Another reason why I have to love the Nets; The head coach was once a manager of his university basketball team. The manager. Of Bob Knight's team. The manager. This was me. Minus Knight, of course. For every kid who grew up wanting to be IN the NBA, I grew up wanting to coach there. Of course as time went on, I allowed this dream to take shape and change into sportswriting, but on the day that Lawrence Frank was hired, my heart beat went a bit rapidly for a few seconds as I tried to swallow my own excitement over the (then), youngest coach in the NBA once being a manager in college and then reeling off 13 straight wins to begin his career. I like Frank and unlike Lopez, I knew who he was on draft night.

VINCENT, IF THAT IS YOUR REAL NAME (OR, REASONS TO HATE THE NETS) By The Corndogg:
Vince Carter is a terrorist. Don't be fooled by his friendly demeanor. Look at his name. Vince. Carter. Hello? I mean, he's not an actual terrorist. He's just a terrorist of the important things in life. He's just a terrorist of fantasy teams and the hopes and dreams of fans. But still.
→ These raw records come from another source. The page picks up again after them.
//! # Pitchforge Models
//!
//! Centralized generation configuration: which upstream models serve the
//! text and image calls, and the per-submission request the pipeline runs.

use serde::{Deserialize, Serialize};

use crate::catalog::{Language, PitchTemplate, VisualStyle};
use crate::deck::BrandIdentity;

/// Configuration for the generation-service models.
#[derive(Debug, Clone, Serialize, Deserialize)]
pub struct ModelConfig {
    /// Model for draft/critique/refine text calls
    pub text_model: String,
    /// Model for per-slide image synthesis
    pub image_model: String,
    /// Base URL of the generation service (overridable for compatible
    /// endpoints and test harnesses)
    pub base_url: String,
}

impl Default for ModelConfig {
    fn default() -> Self {
        Self {
            text_model: "gemini-3-pro-preview".to_string(),
            image_model: "gemini-3-pro-image-preview".to_string(),
            base_url: "https://generativelanguage.googleapis.com".to_string(),
        }
    }
}

impl ModelConfig {
    /// Set base URL (for compatible endpoints)
    pub fn with_base_url(mut self, url: impl Into<String>) -> Self {
        self.base_url = url.into();
        self
    }
}

/// One user submission: everything a pipeline run needs.
#[derive(Debug, Clone, Serialize, Deserialize)]
#[serde(rename_all = "camelCase")]
pub struct DeckRequest {
    pub idea: String,
    pub template: PitchTemplate,
    pub style: VisualStyle,
    #[serde(default)]
    pub language: Language,
    #[serde(default)]
    pub brand: BrandIdentity,
    /// Free-text style modifier; only honored when `style` is `custom`.
    #[serde(default)]
    pub custom_style: Option<String>,
}

impl DeckRequest {
    /// Reject unusable submissions before any network call is made.
    pub fn validate(&self) -> Result<(), String> {
        if self.idea.trim().is_empty() {
            return Err("Describe your startup idea before generating.".to_string());
        }
        if self.style == VisualStyle::Custom
            && self
                .custom_style
                .as_deref()
                .map_or(true, |s| s.trim().is_empty())
        {
            return Err(
                "Custom style selected but no style description was provided.".to_string(),
            );
        }
        Ok(())
    }

    /// Effective image-style modifier for this request.
    pub fn style_modifier(&self) -> &str {
        self.style.resolved_modifier(self.custom_style.as_deref())
    }
}

#[cfg(test)]
mod tests {
    use super::*;

    fn request() -> DeckRequest {
        DeckRequest {
            idea: "A marketplace for renting high-end cameras".to_string(),
            template: PitchTemplate::Yc,
            style: VisualStyle::TechMinimal,
            language: Language::En,
            brand: BrandIdentity::default(),
            custom_style: None,
        }
    }

    #[test]
    fn test_default_models() {
        let config = ModelConfig::default();
        assert!(config.text_model.contains("gemini"));
        assert!(config.image_model.contains("image"));
        let config = config.with_base_url("http://localhost:9090");
        assert_eq!(config.base_url, "http://localhost:9090");
    }

    #[test]
    fn test_blank_idea_is_rejected() {
        let mut req = request();
        req.idea = "   ".to_string();
        assert!(req.validate().is_err());
    }

    #[test]
    fn test_custom_style_requires_override_text() {
        let mut req = request();
        req.style = VisualStyle::Custom;
        req.custom_style = None;
        assert!(req.validate().is_err());

        req.custom_style = Some("  ".to_string());
        assert!(req.validate().is_err());

        req.custom_style = Some("ukiyo-e woodblock print".to_string());
        assert!(req.validate().is_ok());
        assert_eq!(req.style_modifier(), "ukiyo-e woodblock print");
    }

    #[test]
    fn test_preset_style_ignores_override() {
        let mut req = request();
        req.custom_style = Some("ukiyo-e woodblock print".to_string());
        assert_eq!(req.style_modifier(), VisualStyle::TechMinimal.prompt_modifier());
    }
}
Terrifying terrorist.





A MUSICAL INTERLUDE



This is more fun if you imagine it as a duet between Josh Boone and Bobby Simmons. Also, this is a rare moment where Shane MacGowan is actually able to stand long enough to perform the whole song AND remembers all the words. It'll take equal effort for the Nets to get to 40 wins. But hey, there's always the Fairytale of New York.




RIDICULOUS NOTES

Player To Watch: I think I've properly expressed my mancrush on Chris Douglas-Roberts. He's a 6-7 shooting guard! (I will now wait for KD to nail me with fifteen 6-7 shooting guards of EPIC FAIL).

Most Important Player: Brook Lopez. The Nets need, in the worst way, to get a guy in the low block that can score. Lopez needs to be that guy.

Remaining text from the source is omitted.